In my previous column I mentioned some anniversaries on the horizon. One of these will be a May 5 celebration by the Waterloo Concert Band of the 100th anniversary of the arrival in town of “Professor” Thiele, as he was known, by performing his newly discovered Festival Overture. This will be at Knox Presbyterian Church, 50 Erb St. W., Waterloo. Since mentioning the event last issue, I have been overwhelmed by information about Thiele from a variety of sources. From one friend I received a copy of a 130-page university thesis on Thiele’s life, work and contributions to Waterloo; and writer Pauline Finch, who plays piccolo and flute with the Waterloo Concert Band and others, provided far more information on Thiele than I could ever have discovered on my own.
Charles Frederick Thiele did not study or teach at any prestigious music school. He was largely self-taught and earned his renown through natural talent and experience. The title “Professor” (always in quotation marks) was an informal mark of respect often given to popular concert and show-band conductors during the 19th and early 20th centuries.

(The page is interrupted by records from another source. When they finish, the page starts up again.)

use serde::{Deserialize, Serialize};

// -- Auth --

#[derive(Debug, Deserialize)]
pub struct CadastroRequest {
    pub nome: String,
    pub usuario: String,
    pub senha: String,
}

/// Login attempt. Clients post the whole transient login object (`id`,
/// `nome`, `token` included); only the credentials matter here, the rest is
/// ignored and filled in from the store on the way out.
#[derive(Debug, Deserialize)]
pub struct LoginRequest {
    pub usuario: String,
    pub senha: String,
}

/// Login response: the stored record augmented with the Basic token.
/// `senha` echoes the stored hash, matching the original wire contract.
#[derive(Debug, Serialize)]
pub struct LoginResponse {
    pub id: i64,
    pub nome: String,
    pub usuario: String,
    pub senha: String,
    pub token: String,
}

// -- Posts / topics --

/// Reference to a related record by id, as nested in request bodies
/// (`"tema": {"id": 1}`). Extra fields a client sends along are ignored.
#[derive(Debug, Deserialize)]
pub struct EntityRef {
    pub id: i64,
}

#[derive(Debug, Deserialize)]
pub struct PostagemRequest {
    pub id: Option<i64>,
    pub titulo: String,
    pub texto: String,
    pub tema: Option<EntityRef>,
    pub usuario: Option<EntityRef>,
}

#[derive(Debug, Deserialize)]
pub struct TemaRequest {
    pub id: Option<i64>,
    pub descricao: String,
}
pub mod api;
pub mod models;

It did not have any real academic connotations, but might well, in his case, equate to an honorary doctorate today.
Thiele was a self-employed freelancer like many in his day – holding multiple positions, often several at one time. As celebrated as he became in Canadian music during first half of the 20th century, he wasn’t a hometown boy either. When he arrived in Waterloo 100 years ago on April 1, 1919, hired to direct the Waterloo Musical Society Band, he was nearly 35, having been born in the Lower East Side neighbourhood of New York City to impoverished German immigrant parents. Despite their only son’s early aptitude for music, they were too destitute to provide him with lessons. However, the boy in question was also gifted with disciplined ambition, hints of a true leader’s charisma, and a shrewd instinct for business opportunities – qualities that served him well in his parallel careers as composer, entertainer, impresario and industrialist.

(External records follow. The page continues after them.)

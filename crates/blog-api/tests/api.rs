use std::sync::Arc;

use axum::{
    Router,
    body::Body,
    http::{Request, StatusCode, header},
};
use http_body_util::BodyExt;
use serde_json::{Value, json};
use tower::ServiceExt;

use blog_api::auth::{AppStateInner, basic_token};

fn app() -> Router {
    let db = blog_db::Database::open_in_memory().unwrap();
    blog_api::router(Arc::new(AppStateInner { db }))
}

async fn send(app: &Router, req: Request<Body>) -> (StatusCode, Value) {
    let res = app.clone().oneshot(req).await.unwrap();
    let status = res.status();
    let bytes = res.into_body().collect().await.unwrap().to_bytes();
    let body = if bytes.is_empty() {
        Value::Null
    } else {
        serde_json::from_slice(&bytes).unwrap()
    };
    (status, body)
}

fn req(method: &str, uri: &str, body: Option<Value>, auth: Option<&str>) -> Request<Body> {
    let mut builder = Request::builder().method(method).uri(uri);
    if let Some(token) = auth {
        builder = builder.header(header::AUTHORIZATION, token);
    }
    match body {
        Some(v) => builder
            .header(header::CONTENT_TYPE, "application/json")
            .body(Body::from(v.to_string()))
            .unwrap(),
        None => builder.body(Body::empty()).unwrap(),
    }
}

/// Register maria/123456 and hand back her Basic token.
async fn register_maria(app: &Router) -> String {
    let body = json!({"nome": "Maria", "usuario": "maria", "senha": "123456"});
    let (status, _) = send(app, req("POST", "/usuarios/cadastrar", Some(body), None)).await;
    assert_eq!(status, StatusCode::CREATED);
    basic_token("maria", "123456")
}

#[tokio::test]
async fn cadastrar_stores_hash_not_plaintext() {
    let app = app();
    let body = json!({"nome": "Maria", "usuario": "maria", "senha": "123456"});
    let (status, created) = send(&app, req("POST", "/usuarios/cadastrar", Some(body), None)).await;

    assert_eq!(status, StatusCode::CREATED);
    assert_eq!(created["usuario"], "maria");
    let senha = created["senha"].as_str().unwrap();
    assert_ne!(senha, "123456");
    assert!(blog_api::auth::verificar_senha("123456", senha));
}

#[tokio::test]
async fn cadastrar_rejects_duplicate_username() {
    let app = app();
    let token = register_maria(&app).await;

    let dup = json!({"nome": "Outra Maria", "usuario": "maria", "senha": "abcdef"});
    let (status, _) = send(&app, req("POST", "/usuarios/cadastrar", Some(dup), None)).await;
    assert_eq!(status, StatusCode::CONFLICT);

    // the store was not mutated
    let (status, users) = send(&app, req("GET", "/usuarios/all", None, Some(&token))).await;
    assert_eq!(status, StatusCode::OK);
    assert_eq!(users.as_array().unwrap().len(), 1);
}

#[tokio::test]
async fn logar_returns_exact_basic_token() {
    let app = app();
    register_maria(&app).await;

    let body = json!({"usuario": "maria", "senha": "123456"});
    let (status, login) = send(&app, req("POST", "/usuarios/logar", Some(body), None)).await;

    assert_eq!(status, StatusCode::OK);
    assert_eq!(login["token"], "Basic bWFyaWE6MTIzNDU2");
    assert_eq!(login["nome"], "Maria");
    // senha echoes the stored hash, never the plaintext
    assert_ne!(login["senha"], "123456");
}

#[tokio::test]
async fn logar_accepts_full_login_object() {
    let app = app();
    register_maria(&app).await;

    // clients post the whole transient login record, not just the credentials
    let body = json!({
        "id": 0,
        "nome": "",
        "usuario": "maria",
        "senha": "123456",
        "token": "",
    });
    let (status, login) = send(&app, req("POST", "/usuarios/logar", Some(body), None)).await;

    assert_eq!(status, StatusCode::OK);
    assert_eq!(login["token"], "Basic bWFyaWE6MTIzNDU2");
    assert_eq!(login["id"], 1);
    assert_eq!(login["nome"], "Maria");
}

#[tokio::test]
async fn logar_rejects_bad_credentials() {
    let app = app();
    register_maria(&app).await;

    let wrong = json!({"usuario": "maria", "senha": "654321"});
    let (status, _) = send(&app, req("POST", "/usuarios/logar", Some(wrong), None)).await;
    assert_eq!(status, StatusCode::UNAUTHORIZED);

    let unknown = json!({"usuario": "joao", "senha": "123456"});
    let (status, _) = send(&app, req("POST", "/usuarios/logar", Some(unknown), None)).await;
    assert_eq!(status, StatusCode::UNAUTHORIZED);
}

#[tokio::test]
async fn protected_routes_require_basic_auth() {
    let app = app();
    register_maria(&app).await;

    let (status, _) = send(&app, req("GET", "/postagens", None, None)).await;
    assert_eq!(status, StatusCode::UNAUTHORIZED);

    let bad = basic_token("maria", "wrong-password");
    let (status, _) = send(&app, req("GET", "/postagens", None, Some(&bad))).await;
    assert_eq!(status, StatusCode::UNAUTHORIZED);

    let good = basic_token("maria", "123456");
    let (status, _) = send(&app, req("GET", "/postagens", None, Some(&good))).await;
    assert_eq!(status, StatusCode::OK);
}

#[tokio::test]
async fn postagem_crud_roundtrip() {
    let app = app();
    let token = register_maria(&app).await;

    // topic first, so the post can reference it
    let (status, tema) = send(
        &app,
        req(
            "POST",
            "/temas",
            Some(json!({"descricao": "Tecnologia"})),
            Some(&token),
        ),
    )
    .await;
    assert_eq!(status, StatusCode::CREATED);
    let tema_id = tema["id"].as_i64().unwrap();

    let body = json!({
        "titulo": "Category One",
        "texto": "corpo da postagem",
        "tema": {"id": tema_id},
        "usuario": {"id": 1},
    });
    let (status, created) = send(&app, req("POST", "/postagens", Some(body), Some(&token))).await;
    assert_eq!(status, StatusCode::CREATED);
    let id = created["id"].as_i64().unwrap();
    assert_eq!(created["tema"]["descricao"], "Tecnologia");
    assert_eq!(created["usuario"]["usuario"], "maria");
    // the embedded author never carries the password hash
    assert!(created["usuario"].get("senha").is_none());

    let (status, fetched) = send(
        &app,
        req("GET", &format!("/postagens/{id}"), None, Some(&token)),
    )
    .await;
    assert_eq!(status, StatusCode::OK);
    assert_eq!(fetched["titulo"], "Category One");

    let (status, _) = send(&app, req("GET", "/postagens/999", None, Some(&token))).await;
    assert_eq!(status, StatusCode::NOT_FOUND);

    // full update keeps the id and overwrites the fields
    let update = json!({
        "id": id,
        "titulo": "Category One (editado)",
        "texto": "novo corpo",
        "tema": {"id": tema_id},
        "usuario": {"id": 1},
    });
    let (status, updated) = send(&app, req("PUT", "/postagens", Some(update), Some(&token))).await;
    assert_eq!(status, StatusCode::OK);
    assert_eq!(updated["id"], id);
    assert_eq!(updated["titulo"], "Category One (editado)");

    let (status, _) = send(
        &app,
        req("DELETE", &format!("/postagens/{id}"), None, Some(&token)),
    )
    .await;
    assert_eq!(status, StatusCode::OK);

    // deleting the same id again is a silent no-op
    let (status, _) = send(
        &app,
        req("DELETE", &format!("/postagens/{id}"), None, Some(&token)),
    )
    .await;
    assert_eq!(status, StatusCode::OK);

    let (status, all) = send(&app, req("GET", "/postagens", None, Some(&token))).await;
    assert_eq!(status, StatusCode::OK);
    assert!(all.as_array().unwrap().is_empty());
}

#[tokio::test]
async fn titulo_filter_is_case_insensitive() {
    let app = app();
    let token = register_maria(&app).await;

    for titulo in ["Category One", "Outro assunto"] {
        let body = json!({"titulo": titulo, "texto": "texto"});
        let (status, _) = send(&app, req("POST", "/postagens", Some(body), Some(&token))).await;
        assert_eq!(status, StatusCode::CREATED);
    }

    let (status, hits) = send(
        &app,
        req("GET", "/postagens/titulo/cat", None, Some(&token)),
    )
    .await;
    assert_eq!(status, StatusCode::OK);
    let hits = hits.as_array().unwrap();
    assert_eq!(hits.len(), 1);
    assert_eq!(hits[0]["titulo"], "Category One");
}

#[tokio::test]
async fn tema_descricao_filter_and_upsert() {
    let app = app();
    let token = register_maria(&app).await;

    let (status, tema) = send(
        &app,
        req(
            "POST",
            "/temas",
            Some(json!({"descricao": "Culinaria"})),
            Some(&token),
        ),
    )
    .await;
    assert_eq!(status, StatusCode::CREATED);
    let id = tema["id"].as_i64().unwrap();

    let (status, hits) = send(
        &app,
        req("GET", "/temas/descricao/CULI", None, Some(&token)),
    )
    .await;
    assert_eq!(status, StatusCode::OK);
    assert_eq!(hits.as_array().unwrap().len(), 1);

    // PUT with an unknown id behaves as upsert
    let (status, saved) = send(
        &app,
        req(
            "PUT",
            "/temas",
            Some(json!({"id": 42, "descricao": "Esportes"})),
            Some(&token),
        ),
    )
    .await;
    assert_eq!(status, StatusCode::OK);
    assert_eq!(saved["id"], 42);

    let (status, all) = send(&app, req("GET", "/temas", None, Some(&token))).await;
    assert_eq!(status, StatusCode::OK);
    assert_eq!(all.as_array().unwrap().len(), 2);

    let (status, _) = send(
        &app,
        req("DELETE", &format!("/temas/{id}"), None, Some(&token)),
    )
    .await;
    assert_eq!(status, StatusCode::OK);
}

#[tokio::test]
async fn usuario_lookup_by_id() {
    let app = app();
    let token = register_maria(&app).await;

    let (status, user) = send(&app, req("GET", "/usuarios/1", None, Some(&token))).await;
    assert_eq!(status, StatusCode::OK);
    assert_eq!(user["usuario"], "maria");

    let (status, _) = send(&app, req("GET", "/usuarios/999", None, Some(&token))).await;
    assert_eq!(status, StatusCode::NOT_FOUND);
}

Well before the turn of the 20th century, and still in his teens, Thiele made his first money as a street photographer. With his earnings he was able to acquire a cornet. By 19, he’d married his 17-year-old girlfriend Louise (an accomplished singer, actress and instrumentalist in her own right). By his early 20s, he was finally able to afford regular cornet lessons and quickly made up for lost time, soon progressing to the rank of a steadily employed freelance musician, learning on the job, playing with numerous professional bands in parades, political rallies, lodges, social clubs, sports events, festivals, circuses, silent films, and just about any occasion where paid live music was required.
After answering the band’s advertisement in early in 1919, he travelled to Waterloo (which had only 5,000 people at the time) to meet his potential employers in person. He landed the job at a salary of $1,200 a year, roughly equivalent to $15,706 in 2019, supplementing this part-time income by teaching and freelancing, and wasting no time imprinting his legendary creative energy on his new hometown. As early as 1921, he’d founded the Waterloo Music Company as a sheet music mail-order business in a spare room of his house. The business began as a profitable service to silent movie houses throughout Canada; by the time “talkies” put an end to demand, less than a decade later, Thiele already had Plan B figured out – providing educational music for schools.

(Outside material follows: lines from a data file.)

//! MCP server runner with stdio transport

use std::path::PathBuf;

use rmcp::ServiceExt;
use tracing::info;
use tracing_subscriber::EnvFilter;

use codeloom_core::Config;

use crate::tool_handler::CodeloomToolServer;

/// Configuration for the MCP server
#[derive(Debug, Clone)]
pub struct McpServerConfig {
    /// Project root the pipeline operates against
    pub project_root: PathBuf,
    /// Pipeline configuration (cache/executor/detector/enrichment surface)
    pub config: Config,
}

impl Default for McpServerConfig {
    fn default() -> Self {
        let project_root = std::env::current_dir().unwrap_or_default();
        Self {
            config: Config { project_root: project_root.clone(), ..Config::default() },
            project_root,
        }
    }
}

impl McpServerConfig {
    /// Override the project root (also threaded into `config.project_root`)
    pub fn with_project_root(mut self, path: impl Into<PathBuf>) -> Self {
        let path = path.into();
        self.config.project_root = path.clone();
        self.project_root = path;
        self
    }

    /// Replace the pipeline configuration wholesale
    pub fn with_config(mut self, config: Config) -> Self {
        self.config = config;
        self
    }
}

/// Get stdin/stdout for stdio transport
fn stdio() -> (tokio::io::Stdin, tokio::io::Stdout) {
    (tokio::io::stdin(), tokio::io::stdout())
}

/// Run the MCP server with stdio transport
///
/// This function blocks until the client disconnects.
pub async fn run_mcp_server(config: McpServerConfig) -> Result<(), Box<dyn std::error::Error>> {
    // Initialize tracing (logs to stderr so they don't interfere with MCP protocol on stdout)
    tracing_subscriber::fmt()
        .with_writer(std::io::stderr)
        .with_env_filter(EnvFilter::from_default_env())
        .try_init()
        .ok(); // Ignore error if already initialized

    info!(
        "Starting codeloom MCP server (project_root={})",
        config.project_root.display()
    );

    // Create the server handler
    let server = CodeloomToolServer::new(config.project_root.clone(), config.config.clone());

    // Serve with stdio transport
    let running = server.serve(stdio()).await?;

    info!("MCP server running, waiting for client requests...");

    // Wait for the client to disconnect
    running.waiting().await?;

    info!("MCP server shutting down");

    // Allow background tasks to drain
    tokio::task::yield_now().await;

    Ok(())
}

#[cfg(test)]
mod tests {
    use super::*;

    #[test]
    fn test_config_default() {
        let config = McpServerConfig::default();
        assert_eq!(config.config.cache.size, 1000);
    }

    #[test]
    fn test_config_builder() {
        let config = McpServerConfig::default().with_project_root("/tmp");

        assert_eq!(config.project_root, PathBuf::from("/tmp"));
        assert_eq!(config.config.project_root, PathBuf::from("/tmp"));
    }
}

Thiele was actually the Waterloo band’s ninth bandmaster, but because he served in the post for 32 years, even some locals assumed he had founded the band. When radio came along just before the Depression, Thiele managed to have the Waterloo Musical Society Band chosen to play the first live band concert in Canadian broadcast history.
Worthy of further investigation, I also learned that Thiele was instrumental in the introduction of the Ontario “Band Tax Law” in 1937 which enabled many smaller Ontario town bands to survive during and after the Great Depression. I had never heard of such a law before, but, continuing to dig, discovered that somewhat earlier, in 1921, the State of Iowa had enacted the Iowa Band Law, municipalities in the state to fund town bands. In fact, in 1923, composer Karl King wrote a fine march titled (there are at least two versions of it on YouTube) to commemorate the law’s passage.
The other previously mentioned May anniversary (May 26) belongs to the Wychwood Clarinet Choir. The choir’s musical director Michele Jacot responded to my inquiry about the concert with this: “Yes, it will be our tenth! A special show complete with cake and bubbly afterward. We are going to raise a glass to the first ten (if I may toot our own horn for a moment, very successful) seasons. The team is amazing. All I do is wave my arms around until the music stops and then turn around and bow.”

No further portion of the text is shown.